Burn

176 2 16
                                    

1919

     How many days had it been?

     It had to have been at least a month. A month of lying in this dark, windowless room with his back burning like it was on fire. A month of staring at the unseen concrete ceiling, his eyes straining for some kind of detail in the shadows, something to interrupt the endless boredom of his imprisonment.

     South had once been upset that North’s acting out had gotten their window taken away. But he had taken even those little slats of light that made their way through the boards for granted. Without them it was like… It was like he was floating in a void, alone, bodiless.

     If it weren’t for the stinging pain as he rolled onto his back, reminding him that he did still have a body, and that it hurt bad.

   A month of being tended to by those quiet Japanese nurses, their dark eyes downcast as they avoided every attempt to make conversation with him.

     How often did they come? Once a week? They brought light from the dim bulbs in the hall, and from their little lamp, and they brought something. Pretty faces and soft hands and the smell of antiseptic. Japan had never sent nurses for them before, all those times he had beat North half to death. But he was sending them for South, because he had promised to be good.

    They never talked to him. Never even acknowledged him. No matter how much he begged and pleaded, they kept their shuttered eyes on their task of washing and bandaging his back. Like he wasn’t saying anything. Like he didn’t even exist.

    It was almost worse than if they didn’t come at all.

     It was unfair. Every time North had gotten himself beat up, South had been there to patch him up. To tear pieces off their blanket and wash his cuts, to sing to him while he lay unconscious, or to- to… That time with his hip.

     South clenched his fists on his thin cot, squeezing his eyes shut.

     Now that he had been the one to really get it bad this time, where was North?

   ‘Gone.’

    Over a month since he had last seen his brother. Since he had called him a coward and fled off into the night, leaving South behind. Abandoning him.

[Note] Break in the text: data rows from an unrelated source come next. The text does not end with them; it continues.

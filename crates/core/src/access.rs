//! Task and list visibility rules.
//!
//! A task is reachable by the owner of its list and by the user it is
//! assigned to. Destructive operations, assignment changes and
//! everything at the list level are owner-only. Denied access is
//! reported as not-found so ids cannot be probed.

pub fn is_list_owner(owner_id: &str, user_id: &str) -> bool {
    owner_id == user_id
}

/// Owner-or-assignee check used by task reads, edits and status moves.
pub fn can_access_task(owner_id: &str, assigned_user_id: Option<&str>, user_id: &str) -> bool {
    is_list_owner(owner_id, user_id) || assigned_user_id == Some(user_id)
}
//! JWT access-token validation and generation.
//!
//! Tokens are HS256-signed JWTs minted by the external identity
//! provider with a shared secret. The API only validates them; the
//! [`generate_access_token`] mint exists for dev tooling and tests.

use jsonwebtoken::{decode, encode, DecodingKey, EncodingKey, Header, Validation};
use serde::{Deserialize, Serialize};
use uuid::Uuid;

/// Claim set carried by every access token.
#[derive(Debug, Serialize, Deserialize, Clone)]
pub struct Claims {
    /// Subject -- the identity provider's opaque stable user id.
    pub sub: String,
    /// The user's display name, when the provider includes one.
    #[serde(skip_serializing_if = "Option::is_none")]
    pub name: Option<String>,
    /// Expiration time (UTC Unix timestamp).
    pub exp: i64,
    /// Issued-at time (UTC Unix timestamp).
    pub iat: i64,
    /// Unique token identifier (UUID v4) for audit.
    pub jti: String,
}

/// Configuration for JWT token validation and dev-token generation.
#[derive(Debug, Clone)]
pub struct JwtConfig {
    /// HMAC-SHA256 secret shared with the identity provider.
    pub secret: String,
    /// Lifetime of locally minted dev tokens, in minutes (default: 60).
    pub access_token_expiry_mins: i64,
}

/// Default dev-token expiry in minutes.
const DEFAULT_ACCESS_EXPIRY_MINS: i64 = 60;

impl JwtConfig {
    /// Read the JWT settings. The secret has no default.
    ///
    /// | Env Var                    | Required | Default |
    /// |----------------------------|----------|---------|
    /// | `JWT_SECRET`               | **yes**  | --      |
    /// | `JWT_ACCESS_EXPIRY_MINS`   | no       | `60`    |
    ///
    /// # Panics
    ///
    /// Panics when `JWT_SECRET` is unset or empty.
    pub fn from_env() -> Self {
        let secret =
            std::env::var("JWT_SECRET").expect("JWT_SECRET must be set in the environment");
        assert!(!secret.is_empty(), "JWT_SECRET must not be empty");

        let access_token_expiry_mins: i64 = std::env::var("JWT_ACCESS_EXPIRY_MINS")
            .unwrap_or_else(|_| DEFAULT_ACCESS_EXPIRY_MINS.to_string())
            .parse()
            .expect("JWT_ACCESS_EXPIRY_MINS must be a valid i64");

        Self {
            secret,
            access_token_expiry_mins,
        }
    }
}

/// Generate an HS256 access token for the given subject.
///
/// Produces the same claim shape the identity provider mints: subject,
/// optional display name, issue time, expiration, and a unique `jti`.
pub fn generate_access_token(
    user_id: &str,
    name: Option<&str>,
    config: &JwtConfig,
) -> Result<String, jsonwebtoken::errors::Error> {
    let now = chrono::Utc::now().timestamp();
    let exp = now + config.access_token_expiry_mins * 60;

    let claims = Claims {
        sub: user_id.to_string(),
        name: name.map(str::to_string),
        exp,
        iat: now,
        jti: Uuid::new_v4().to_string(),
    };

    encode(
        &Header::default(), // HS256
        &claims,
        &EncodingKey::from_secret(config.secret.as_bytes()),
    )
}

/// Check a token's signature and expiry, returning its [`Claims`].
pub fn validate_token(
    token: &str,
    config: &JwtConfig,
) -> Result<Claims, jsonwebtoken::errors::Error> {
    let token_data = decode::<Claims>(
        token,
        &DecodingKey::from_secret(config.secret.as_bytes()),
        &Validation::default(), // HS256, validates exp
    )?;
    Ok(token_data.claims)
}

#[cfg(test)]
mod tests {
    use super::*;

    fn test_config() -> JwtConfig {
        JwtConfig {
            secret: "test-secret-that-is-long-enough-for-hmac".to_string(),
            access_token_expiry_mins: 60,
        }
    }

    #[test]
    fn test_generate_and_validate_access_token() {
        let config = test_config();
        let token = generate_access_token("auth0|alice", Some("Alice"), &config)
            .expect("token generation should succeed");

        let claims = validate_token(&token, &config).expect("token validation should succeed");
        assert_eq!(claims.sub, "auth0|alice");
        assert_eq!(claims.name.as_deref(), Some("Alice"));
        assert!(claims.exp > claims.iat);
        assert!(!claims.jti.is_empty());
    }

    #[test]
    fn test_missing_name_claim_decodes_as_none() {
        let config = test_config();
        let token = generate_access_token("auth0|bob", None, &config)
            .expect("token generation should succeed");

        let claims = validate_token(&token, &config).expect("token validation should succeed");
        assert_eq!(claims.sub, "auth0|bob");
        assert_eq!(claims.name, None);
    }

    #[test]
    fn test_expired_token_fails() {
        let config = test_config();

        // Manually create an already-expired token.
        // Use a margin well beyond the default 60-second leeway.
        let now = chrono::Utc::now().timestamp();
        let claims = Claims {
            sub: "auth0|stale".to_string(),
            name: None,
            exp: now - 300, // expired 5 minutes ago (well past leeway)
            iat: now - 600,
            jti: Uuid::new_v4().to_string(),
        };

        let token = encode(
            &Header::default(),
            &claims,
            &EncodingKey::from_secret(config.secret.as_bytes()),
        )
        .expect("encoding should succeed");

        let result = validate_token(&token, &config);
        assert!(result.is_err(), "expired token must fail validation");
    }

    #[test]
    fn test_different_secrets_fail() {
        let config_a = JwtConfig {
            secret: "secret-alpha".to_string(),
            access_token_expiry_mins: 60,
        };
        let config_b = JwtConfig {
            secret: "secret-bravo".to_string(),
            access_token_expiry_mins: 60,
        };

        let token = generate_access_token("auth0|carol", None, &config_a)
            .expect("token generation should succeed");

        let result = validate_token(&token, &config_b);
        assert!(
            result.is_err(),
            "token signed with a different secret must fail"
        );
    }
}
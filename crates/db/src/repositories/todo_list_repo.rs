//! Repository for the `todo_lists` table.

use sqlx::PgPool;
use taskhive_core::status::TaskStatus;
use taskhive_core::types::DbId;

use crate::models::todo_list::{StatusCounts, TodoList};

/// Column list for todo_lists queries.
const COLUMNS: &str = "id, title, owner_id, version, created_at, updated_at";

/// Provides CRUD operations for lists, always scoped to their owner.
pub struct TodoListRepo;

impl TodoListRepo {
    /// Insert a new list owned by `owner_id`, returning the created row.
    pub async fn create(pool: &PgPool, owner_id: &str, title: &str) -> Result<TodoList, sqlx::Error> {
        let query = format!(
            "INSERT INTO todo_lists (title, owner_id) \
             VALUES ($1, $2) \
             RETURNING {COLUMNS}"
        );
        sqlx::query_as::<_, TodoList>(&query)
            .bind(title)
            .bind(owner_id)
            .fetch_one(pool)
            .await
    }

    /// Load a list by id, verifying ownership in the same statement.
    ///
    /// A missing row and a row owned by someone else are
    /// indistinguishable here, which is exactly what the uniform
    /// not-found contract requires.
    pub async fn find_owned(
        pool: &PgPool,
        id: DbId,
        owner_id: &str,
    ) -> Result<Option<TodoList>, sqlx::Error> {
        let query = format!("SELECT {COLUMNS} FROM todo_lists WHERE id = $1 AND owner_id = $2");
        sqlx::query_as::<_, TodoList>(&query)
            .bind(id)
            .bind(owner_id)
            .fetch_optional(pool)
            .await
    }

    /// All lists owned by a user, oldest first.
    pub async fn list_for_owner(pool: &PgPool, owner_id: &str) -> Result<Vec<TodoList>, sqlx::Error> {
        let query = format!(
            "SELECT {COLUMNS} FROM todo_lists \
             WHERE owner_id = $1 \
             ORDER BY created_at ASC, id ASC"
        );
        sqlx::query_as::<_, TodoList>(&query)
            .bind(owner_id)
            .fetch_all(pool)
            .await
    }

    /// Optimistic rename: only succeeds against the expected version.
    ///
    /// Returns `None` when the row is gone or the version is stale;
    /// the caller re-fetches to tell the two apart.
    pub async fn rename(
        pool: &PgPool,
        id: DbId,
        title: &str,
        expected_version: i64,
    ) -> Result<Option<TodoList>, sqlx::Error> {
        let query = format!(
            "UPDATE todo_lists \
             SET title = $3, version = version + 1 \
             WHERE id = $1 AND version = $2 \
             RETURNING {COLUMNS}"
        );
        sqlx::query_as::<_, TodoList>(&query)
            .bind(id)
            .bind(expected_version)
            .bind(title)
            .fetch_optional(pool)
            .await
    }

    /// Delete a list if owned by `owner_id`. Cascades to its tasks.
    ///
    /// Returns `true` if a row was deleted.
    pub async fn delete(pool: &PgPool, id: DbId, owner_id: &str) -> Result<bool, sqlx::Error> {
        let result = sqlx::query("DELETE FROM todo_lists WHERE id = $1 AND owner_id = $2")
            .bind(id)
            .bind(owner_id)
            .execute(pool)
            .await?;
        Ok(result.rows_affected() > 0)
    }

    /// Task counts by status for one list, plus the overdue count
    /// (due date in the past and status not completed).
    pub async fn status_counts(pool: &PgPool, list_id: DbId) -> Result<StatusCounts, sqlx::Error> {
        sqlx::query_as::<_, StatusCounts>(
            "SELECT \
                 COUNT(*) FILTER (WHERE status_id = $2) AS pending, \
                 COUNT(*) FILTER (WHERE status_id = $3) AS in_progress, \
                 COUNT(*) FILTER (WHERE status_id = $4) AS completed, \
                 COUNT(*) FILTER (WHERE due_date IS NOT NULL \
                                    AND due_date < NOW() \
                                    AND status_id <> $4) AS overdue \
             FROM todo_tasks \
             WHERE todo_list_id = $1",
        )
        .bind(list_id)
        .bind(TaskStatus::Pending.as_id())
        .bind(TaskStatus::InProgress.as_id())
        .bind(TaskStatus::Completed.as_id())
        .fetch_one(pool)
        .await
    }
}
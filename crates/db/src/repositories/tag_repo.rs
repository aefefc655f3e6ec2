//! Repository for the `tags` and `task_tags` tables.
//!
//! Tag creation is an atomic upsert against the normalized-name unique
//! constraint, so two concurrent creates of the same name converge on
//! one row. Attach and detach are idempotent.

use sqlx::PgPool;
use taskhive_core::types::DbId;

use crate::models::tag::{Tag, TagWithCount, TaskTagRow};

/// Column list for tags queries.
const COLUMNS: &str = "id, name, display_name, created_at, updated_at";

/// Provides tag CRUD and task<->tag associations.
pub struct TagRepo;

impl TagRepo {
    // -----------------------------------------------------------------------
    // Tag CRUD
    // -----------------------------------------------------------------------

    /// Create a tag or return the existing one for the normalized name.
    ///
    /// The conflict arm is a no-op update so the statement still
    /// returns the row; the first writer's display casing wins.
    pub async fn find_or_create(
        pool: &PgPool,
        name: &str,
        display_name: &str,
    ) -> Result<Tag, sqlx::Error> {
        let query = format!(
            "INSERT INTO tags (name, display_name) \
             VALUES ($1, $2) \
             ON CONFLICT (name) DO UPDATE SET display_name = tags.display_name \
             RETURNING {COLUMNS}"
        );
        sqlx::query_as::<_, Tag>(&query)
            .bind(name)
            .bind(display_name)
            .fetch_one(pool)
            .await
    }

    /// Plain insert for explicit tag creation. A duplicate normalized
    /// name violates `uq_tags_name` and surfaces as a conflict.
    pub async fn create(
        pool: &PgPool,
        name: &str,
        display_name: &str,
    ) -> Result<Tag, sqlx::Error> {
        let query = format!(
            "INSERT INTO tags (name, display_name) \
             VALUES ($1, $2) \
             RETURNING {COLUMNS}"
        );
        sqlx::query_as::<_, Tag>(&query)
            .bind(name)
            .bind(display_name)
            .fetch_one(pool)
            .await
    }

    /// Find a tag by its ID.
    pub async fn find_by_id(pool: &PgPool, id: DbId) -> Result<Option<Tag>, sqlx::Error> {
        let query = format!("SELECT {COLUMNS} FROM tags WHERE id = $1");
        sqlx::query_as::<_, Tag>(&query)
            .bind(id)
            .fetch_optional(pool)
            .await
    }

    /// Find a tag by its normalized name.
    pub async fn find_by_name(pool: &PgPool, name: &str) -> Result<Option<Tag>, sqlx::Error> {
        let query = format!("SELECT {COLUMNS} FROM tags WHERE name = $1");
        sqlx::query_as::<_, Tag>(&query)
            .bind(name)
            .fetch_optional(pool)
            .await
    }

    /// All tags ordered by normalized name.
    pub async fn list_all(pool: &PgPool) -> Result<Vec<Tag>, sqlx::Error> {
        let query = format!("SELECT {COLUMNS} FROM tags ORDER BY name ASC");
        sqlx::query_as::<_, Tag>(&query).fetch_all(pool).await
    }

    /// All tags with the number of tasks visible to `user_id` (list
    /// owner or assignee) carrying each, ordered by name. Tags on
    /// other people's tasks count zero.
    pub async fn list_with_counts(
        pool: &PgPool,
        user_id: &str,
    ) -> Result<Vec<TagWithCount>, sqlx::Error> {
        sqlx::query_as::<_, TagWithCount>(
            "SELECT tg.id, tg.name, tg.display_name, \
                    COUNT(tt.id) FILTER (WHERE l.owner_id = $1 \
                                            OR t.assigned_user_id = $1) AS task_count \
             FROM tags tg \
             LEFT JOIN task_tags tt ON tt.tag_id = tg.id \
             LEFT JOIN todo_tasks t ON t.id = tt.todo_task_id \
             LEFT JOIN todo_lists l ON l.id = t.todo_list_id \
             GROUP BY tg.id, tg.name, tg.display_name \
             ORDER BY tg.name ASC",
        )
        .bind(user_id)
        .fetch_all(pool)
        .await
    }

    /// Tags that appear on at least one task visible to `user_id`,
    /// ordered by name. Feeds the search page's tag facets.
    pub async fn visible_for_user(pool: &PgPool, user_id: &str) -> Result<Vec<Tag>, sqlx::Error> {
        sqlx::query_as::<_, Tag>(
            "SELECT DISTINCT tg.id, tg.name, tg.display_name, tg.created_at, tg.updated_at \
             FROM tags tg \
             JOIN task_tags tt ON tt.tag_id = tg.id \
             JOIN todo_tasks t ON t.id = tt.todo_task_id \
             JOIN todo_lists l ON l.id = t.todo_list_id \
             WHERE l.owner_id = $1 OR t.assigned_user_id = $1 \
             ORDER BY tg.name ASC",
        )
        .bind(user_id)
        .fetch_all(pool)
        .await
    }

    /// Delete a tag by ID. Cascade removes its task associations but
    /// never the tasks. Returns `true` if a tag was deleted.
    pub async fn delete(pool: &PgPool, id: DbId) -> Result<bool, sqlx::Error> {
        let result = sqlx::query("DELETE FROM tags WHERE id = $1")
            .bind(id)
            .execute(pool)
            .await?;
        Ok(result.rows_affected() > 0)
    }

    // -----------------------------------------------------------------------
    // Task associations
    // -----------------------------------------------------------------------

    /// Attach a tag to a task. Idempotent: re-attaching is a no-op.
    ///
    /// Returns `true` if a new association was created.
    pub async fn attach(pool: &PgPool, todo_task_id: DbId, tag_id: DbId) -> Result<bool, sqlx::Error> {
        let result = sqlx::query(
            "INSERT INTO task_tags (todo_task_id, tag_id) \
             VALUES ($1, $2) \
             ON CONFLICT (todo_task_id, tag_id) DO NOTHING",
        )
        .bind(todo_task_id)
        .bind(tag_id)
        .execute(pool)
        .await?;
        Ok(result.rows_affected() > 0)
    }

    /// Detach a tag from a task. Idempotent: detaching an absent
    /// association is a no-op. Returns `true` if a row was removed.
    pub async fn detach(pool: &PgPool, todo_task_id: DbId, tag_id: DbId) -> Result<bool, sqlx::Error> {
        let result = sqlx::query(
            "DELETE FROM task_tags WHERE todo_task_id = $1 AND tag_id = $2",
        )
        .bind(todo_task_id)
        .bind(tag_id)
        .execute(pool)
        .await?;
        Ok(result.rows_affected() > 0)
    }

    /// All tags on one task, ordered by name.
    pub async fn tags_for_task(pool: &PgPool, todo_task_id: DbId) -> Result<Vec<Tag>, sqlx::Error> {
        sqlx::query_as::<_, Tag>(
            "SELECT tg.id, tg.name, tg.display_name, tg.created_at, tg.updated_at \
             FROM task_tags tt \
             JOIN tags tg ON tg.id = tt.tag_id \
             WHERE tt.todo_task_id = $1 \
             ORDER BY tg.name ASC",
        )
        .bind(todo_task_id)
        .fetch_all(pool)
        .await
    }

    /// Association rows for a set of tasks, used to decorate a listing
    /// page with each task's tags in one round trip.
    pub async fn tags_for_tasks(
        pool: &PgPool,
        todo_task_ids: &[DbId],
    ) -> Result<Vec<TaskTagRow>, sqlx::Error> {
        sqlx::query_as::<_, TaskTagRow>(
            "SELECT tt.todo_task_id, tg.id, tg.name, tg.display_name \
             FROM task_tags tt \
             JOIN tags tg ON tg.id = tt.tag_id \
             WHERE tt.todo_task_id = ANY($1) \
             ORDER BY tt.todo_task_id ASC, tg.name ASC",
        )
        .bind(todo_task_ids)
        .fetch_all(pool)
        .await
    }
}
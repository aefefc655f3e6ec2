//! Row structs and request DTOs.
//!
//! Each submodule contains:
//! - A `FromRow` + `Serialize` entity struct matching the database row
//! - `Deserialize` DTOs for the write operations that touch the table

pub mod comment;
pub mod tag;
pub mod todo_list;
pub mod todo_task;
pub mod user;
//! Task models and DTOs.

use serde::{Deserialize, Serialize};
use sqlx::FromRow;
use taskhive_core::status::TaskStatus;
use taskhive_core::types::{DbId, Timestamp, UserId};

// ---------------------------------------------------------------------------
// Entities
// ---------------------------------------------------------------------------

/// A task row from the `todo_tasks` table.
///
/// `created_at` is the immutable creation timestamp; `due_date` is
/// stored in UTC.
#[derive(Debug, Clone, FromRow, Serialize, Deserialize)]
pub struct TodoTask {
    pub id: DbId,
    pub todo_list_id: DbId,
    pub title: String,
    pub description: Option<String>,
    pub status_id: i16,
    pub due_date: Option<Timestamp>,
    pub assigned_user_id: Option<UserId>,
    pub version: i64,
    pub created_at: Timestamp,
    pub updated_at: Timestamp,
}

impl TodoTask {
    /// Status decoded from `status_id`. The column is constrained to
    /// the seeded lookup ids, so unknown values only appear if the
    /// seed data changes; they fall back to pending.
    pub fn status(&self) -> TaskStatus {
        TaskStatus::from_id(self.status_id).unwrap_or(TaskStatus::Pending)
    }
}

/// A task row joined with its owning list, used wherever the access
/// predicate needs the list owner alongside the task.
#[derive(Debug, Clone, FromRow, Serialize, Deserialize)]
pub struct TaskWithList {
    pub id: DbId,
    pub todo_list_id: DbId,
    pub title: String,
    pub description: Option<String>,
    pub status_id: i16,
    pub due_date: Option<Timestamp>,
    pub assigned_user_id: Option<UserId>,
    pub version: i64,
    pub created_at: Timestamp,
    pub updated_at: Timestamp,
    pub owner_id: UserId,
    pub list_title: String,
}

impl TaskWithList {
    pub fn status(&self) -> TaskStatus {
        TaskStatus::from_id(self.status_id).unwrap_or(TaskStatus::Pending)
    }
}

/// Lean search-preview projection for incremental-search UIs.
#[derive(Debug, Clone, FromRow)]
pub struct TaskSearchRow {
    pub id: DbId,
    pub title: String,
    pub status_id: i16,
    pub due_date: Option<Timestamp>,
    pub is_overdue: bool,
    pub list_title: String,
}

impl TaskSearchRow {
    pub fn status(&self) -> TaskStatus {
        TaskStatus::from_id(self.status_id).unwrap_or(TaskStatus::Pending)
    }
}

// ---------------------------------------------------------------------------
// DTOs
// ---------------------------------------------------------------------------

/// Input for creating a task inside a list.
///
/// `due_date` is a wall-clock string from a `datetime-local` input,
/// normalized to UTC before persisting. Status defaults to pending.
#[derive(Debug, Clone, Deserialize)]
pub struct CreateTodoTask {
    pub title: String,
    pub description: Option<String>,
    pub status: Option<TaskStatus>,
    pub due_date: Option<String>,
}

/// Full-replace input for the four mutable task fields. The creation
/// timestamp and owning list never change; an absent `due_date`
/// clears the column.
#[derive(Debug, Clone, Deserialize)]
pub struct UpdateTodoTask {
    pub title: String,
    pub description: Option<String>,
    pub status: TaskStatus,
    pub due_date: Option<String>,
}

/// Input for the status-only update.
#[derive(Debug, Clone, Deserialize)]
pub struct UpdateTaskStatus {
    pub status: TaskStatus,
}

/// Query parameters for the assigned-tasks listing.
#[derive(Debug, Clone, Deserialize)]
pub struct AssignedTasksParams {
    pub status: Option<String>,
    pub sort: Option<String>,
}

/// Query parameters for task search. `tag_ids` is a comma-separated
/// id list; every listed tag must be present (AND semantics).
#[derive(Debug, Clone, Deserialize)]
pub struct SearchParams {
    pub term: Option<String>,
    pub tag_ids: Option<String>,
}
//! Integration tests for the health check endpoint and general HTTP behaviour.

mod common;

use axum::body::Body;
use axum::http::{Method, Request, StatusCode};
use common::{body_json, get};
use sqlx::PgPool;
use tower::ServiceExt;

// ---------------------------------------------------------------------------
// Test: GET /health returns 200 with expected JSON fields
// ---------------------------------------------------------------------------

#[sqlx::test(migrations = "../db/migrations")]
async fn health_check_returns_ok_with_json(pool: PgPool) {
    let app = common::build_test_app(pool);
    let response = get(app, "/health").await;

    assert_eq!(response.status(), StatusCode::OK);

    let json = body_json(response).await;

    // The response must contain "status", "version", and "db_healthy" fields.
    assert_eq!(json["status"], "ok");
    assert!(json["version"].is_string());
    assert_eq!(json["db_healthy"], true);
}

// ---------------------------------------------------------------------------
// Test: Unknown route returns 404
// ---------------------------------------------------------------------------

#[sqlx::test(migrations = "../db/migrations")]
async fn unknown_route_returns_404(pool: PgPool) {
    let app = common::build_test_app(pool);
    let response = get(app, "/this-route-does-not-exist").await;

    assert_eq!(response.status(), StatusCode::NOT_FOUND);
}

// ---------------------------------------------------------------------------
// Test: x-request-id header is present in response
// ---------------------------------------------------------------------------

#[sqlx::test(migrations = "../db/migrations")]
async fn response_contains_x_request_id_header(pool: PgPool) {
    let app = common::build_test_app(pool);
    let response = get(app, "/health").await;

    assert_eq!(response.status(), StatusCode::OK);

    let request_id = response.headers().get("x-request-id");
    assert!(
        request_id.is_some(),
        "Response must contain an x-request-id header"
    );

    // The value should be a valid UUID (36 chars with hyphens).
    let id_str = request_id.unwrap().to_str().unwrap();
    assert_eq!(id_str.len(), 36, "x-request-id should be a UUID string");
}

// ---------------------------------------------------------------------------
// Test: CORS preflight OPTIONS request returns correct headers
// ---------------------------------------------------------------------------

#[sqlx::test(migrations = "../db/migrations")]
async fn cors_preflight_returns_correct_headers(pool: PgPool) {
    let app = common::build_test_app(pool);

    // CORS preflight requires custom headers, so we build the request manually.
    let request = Request::builder()
        .method(Method::OPTIONS)
        .uri("/api/v1/lists")
        .header("Origin", "http://localhost:5173")
        .header("Access-Control-Request-Method", "GET")
        .header("Access-Control-Request-Headers", "content-type")
        .body(Body::empty())
        .unwrap();

    let response = app.oneshot(request).await.unwrap();

    // CORS preflight should return 200.
    assert_eq!(response.status(), StatusCode::OK);

    let headers = response.headers();

    // Access-Control-Allow-Origin must match the request origin.
    let allow_origin = headers
        .get("access-control-allow-origin")
        .expect("Missing Access-Control-Allow-Origin header")
        .to_str()
        .unwrap();
    assert_eq!(allow_origin, "http://localhost:5173");

    // Access-Control-Allow-Methods must include GET.
    let allow_methods = headers
        .get("access-control-allow-methods")
        .expect("Missing Access-Control-Allow-Methods header")
        .to_str()
        .unwrap();
    assert!(
        allow_methods.contains("GET"),
        "Allow-Methods should contain GET, got: {allow_methods}"
    );
}
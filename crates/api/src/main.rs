use std::net::SocketAddr;
use std::sync::Arc;
use std::time::Duration;

use axum::http::header::{AUTHORIZATION, CONTENT_TYPE};
use axum::http::{HeaderName, Method, StatusCode};
use axum::Router;
use tower_http::catch_panic::CatchPanicLayer;
use tower_http::cors::CorsLayer;
use tower_http::request_id::{MakeRequestUuid, PropagateRequestIdLayer, SetRequestIdLayer};
use tower_http::timeout::TimeoutLayer;
use tower_http::trace::{DefaultMakeSpan, DefaultOnResponse, TraceLayer};
use tracing::Level;
use tracing_subscriber::{layer::SubscriberExt, util::SubscriberInitExt};

use taskhive_api::config::ServerConfig;
use taskhive_api::{routes, state};

use state::AppState;

#[tokio::main]
async fn main() {
    dotenvy::dotenv().ok();

    tracing_subscriber::registry()
        .with(
            tracing_subscriber::EnvFilter::try_from_default_env()
                .unwrap_or_else(|_| "taskhive_api=debug,tower_http=debug".into()),
        )
        .with(tracing_subscriber::fmt::layer())
        .init();

    let config = ServerConfig::from_env();
    tracing::info!(host = %config.host, port = %config.port, "Loaded server configuration");

    let database_url = std::env::var("DATABASE_URL").expect("DATABASE_URL must be set");

    let pool = taskhive_db::create_pool(&database_url)
        .await
        .expect("Failed to connect to database");
    tracing::info!("Database connection pool created");

    taskhive_db::health_check(&pool)
        .await
        .expect("Database health check failed");
    tracing::info!("Database health check passed");

    taskhive_db::run_migrations(&pool)
        .await
        .expect("Failed to run database migrations");
    tracing::info!("Database migrations applied");

    let cors = cors_layer(&config);
    let state = AppState {
        pool,
        config: Arc::new(config.clone()),
    };

    let request_id = HeaderName::from_static("x-request-id");

    // Health stays at the root; everything else is versioned under
    // /api/v1. Layers run outermost-last: the request id is stamped
    // before the trace span opens, and a panicking handler becomes a
    // 500 instead of a dropped connection.
    let app = Router::new()
        .merge(routes::health::router())
        .nest("/api/v1", routes::api_routes())
        .layer(CatchPanicLayer::new())
        .layer(TimeoutLayer::with_status_code(
            StatusCode::REQUEST_TIMEOUT,
            Duration::from_secs(config.request_timeout_secs),
        ))
        .layer(PropagateRequestIdLayer::new(request_id.clone()))
        .layer(
            TraceLayer::new_for_http()
                .make_span_with(DefaultMakeSpan::new().level(Level::INFO))
                .on_response(DefaultOnResponse::new().level(Level::INFO)),
        )
        .layer(SetRequestIdLayer::new(request_id, MakeRequestUuid))
        .layer(cors)
        .with_state(state);

    let addr = SocketAddr::new(
        config.host.parse().expect("Invalid HOST address"),
        config.port,
    );
    tracing::info!(%addr, "Starting server");

    let listener = tokio::net::TcpListener::bind(addr)
        .await
        .expect("Failed to bind to address");

    axum::serve(listener, app)
        .with_graceful_shutdown(shutdown_signal())
        .await
        .expect("Server error");

    tracing::info!("Graceful shutdown complete");
}

/// Resolves when the process should drain and stop: SIGINT from a
/// terminal, or SIGTERM from a process manager.
async fn shutdown_signal() {
    let ctrl_c = async {
        tokio::signal::ctrl_c()
            .await
            .expect("Failed to install Ctrl-C handler");
    };

    #[cfg(unix)]
    let terminate = async {
        tokio::signal::unix::signal(tokio::signal::unix::SignalKind::terminate())
            .expect("Failed to install SIGTERM handler")
            .recv()
            .await;
    };

    #[cfg(not(unix))]
    let terminate = std::future::pending::<()>();

    tokio::select! {
        () = ctrl_c => {
            tracing::info!("Received SIGINT, shutting down");
        }
        () = terminate => {
            tracing::info!("Received SIGTERM, shutting down");
        }
    }
}

/// CORS layer for the configured origins. An unparseable origin panics
/// at startup.
fn cors_layer(config: &ServerConfig) -> CorsLayer {
    let origins: Vec<_> = config
        .cors_origins
        .iter()
        .map(|o| {
            o.parse()
                .unwrap_or_else(|e| panic!("Invalid CORS origin '{o}': {e}"))
        })
        .collect();

    CorsLayer::new()
        .allow_origin(origins)
        .allow_methods([
            Method::GET,
            Method::POST,
            Method::PUT,
            Method::DELETE,
            Method::PATCH,
        ])
        .allow_headers([CONTENT_TYPE, AUTHORIZATION])
        .allow_credentials(true)
        .max_age(Duration::from_secs(3600))
}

     He was hurt so bad, in a way that he just knew would leave long, ugly scars forever because North had left. If he had just stayed, it would have been fine. South had managed to escape ‘something worse’ and his brother had survived it. They could have been fine!

    Now, what had been the point of any of it? South had killed that guy, and for what? He’d still gotten hurt.

    And North was gone.

     He couldn’t stop thinking of the moment he had pulled that trigger and the man’s head had exploded. He hadn’t looked directly at it, but he had seen the spray of blood splatter the wall, the floor.

    How could North say that killing that Japanese soldier had felt good? It had felt terrible! That poor man had just wanted to feed his family, and South had- South had-

   He curled up on the cot, squeezing his head in his hands, trying to hold back the memory.

    And what had been the point?

     He didn’t even have his brother here to tell him that it wasn’t his fault. And… And thinking of how North had looked at him after…

    He wasn't sure that he would.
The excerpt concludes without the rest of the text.